* **TASK DIRECTIONS**
Keeping every word in place, write out the entries that come next.

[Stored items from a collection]

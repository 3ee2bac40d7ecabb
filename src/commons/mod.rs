//! Common types used by the various engine components.
pub mod error;
pub mod ext_serde;
pub mod queue;
pub mod storage;
pub mod timestamp;

//------------ Response Aliases ----------------------------------------------

pub type EngineEmptyResult = std::result::Result<(), self::error::Error>;
pub type EngineResult<T> = std::result::Result<T, self::error::Error>;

* **RESPONSE TO THE TASK**
repository 3ee2bac40d7ecabb
filename src/commons/mod.rs
//! Common types used by the various engine components.
pub mod error;
pub mod ext_serde;
pub mod queue;
pub mod storage;
pub mod timestamp;

//------------ Response Aliases ----------------------------------------------

pub type EngineEmptyResult = std::result::Result<(), self::error::Error>;
pub type EngineResult<T> = std::result::Result<T, self::error::Error>;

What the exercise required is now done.